= Core dump =

Snapshot of computer memory data

In computing, a core dump, (Note: The term core is obsolete on contemporary hardware, but is used on many systems for historical reasons.) memory dump, crash dump, storage dump, system dump, or ABEND dump consists of the recorded state of the working memory of a computer program at a specific time, generally when the program has crashed or otherwise terminated abnormally. In practice, other key pieces of program state are usually dumped at the same time, including the processor registers, which may include the program counter and stack pointer, memory management information, and other processor and operating system flags and information. A snapshot dump (or snap dump) is a memory dump requested by the computer operator or by the running program, after which the program is able to continue. Core dumps are often used to assist in diagnosing and debugging errors in computer programs.

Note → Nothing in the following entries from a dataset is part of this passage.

/// Exchange/queue adapter settings.
#[derive(Debug, Clone, PartialEq, Eq)]
pub struct QueueOptions {
    pub exchange: String,
    pub durable: bool,
    /// Unacknowledged deliveries allowed in flight per consumer.
    pub prefetch: u16,
}

impl Default for QueueOptions {
    fn default() -> Self {
        Self {
            exchange: "unibus".to_string(),
            durable: true,
            prefetch: 10,
        }
    }
}

/// Session delivery guarantee.
#[derive(Debug, Clone, Copy, Default, PartialEq, Eq)]
pub enum QoS {
    AtMostOnce,
    #[default]
    AtLeastOnce,
    ExactlyOnce,
}

#[derive(Debug, Clone, PartialEq, Eq)]
pub struct Credentials {
    pub username: String,
    pub password: String,
}

/// Session (MQTT-style) adapter settings.
#[derive(Debug, Clone, PartialEq, Eq)]
pub struct MqttOptions {
    /// Generated per adapter when unset.
    pub client_id: Option<String>,
    pub clean_session: bool,
    pub credentials: Option<Credentials>,
    pub reconnect_interval: Duration,
    pub qos: QoS,
    pub retain: bool,
}

impl Default for MqttOptions {
    fn default() -> Self {
        Self {
            client_id: None,
            clean_session: true,
            credentials: None,
            reconnect_interval: DEFAULT_RECONNECT_INTERVAL,
            qos: QoS::AtLeastOnce,
            retain: false,
        }
    }
}

/// Broker-wide configuration, applied by `init`.
#[derive(Debug, Clone)]
pub struct BrokerOptions {
    addresses: Vec<String>,
    codec: String,
    codecs: CodecRegistry,
    tls: Option<TlsOptions>,
    tracer: Option<TracerOptions>,
    queue_name: Option<String>,
    log: LogOptions,
    queue: QueueOptions,
    mqtt: MqttOptions,
}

On many operating systems, a fatal exception in a program automatically triggers a core dump. By extension, the phrase "to dump core" has come to mean in many cases, any fatal error, regardless of whether a record of the program memory exists. The term "core dump", "memory dump", or just "dump" has also become jargon to indicate any output of a large amount of raw data for further examination or other purposes.

== Background ==
The name comes from magnetic-core memory, the principal form of random-access memory from the 1950s to the 1970s. The name has remained long after magnetic-core technology became obsolete.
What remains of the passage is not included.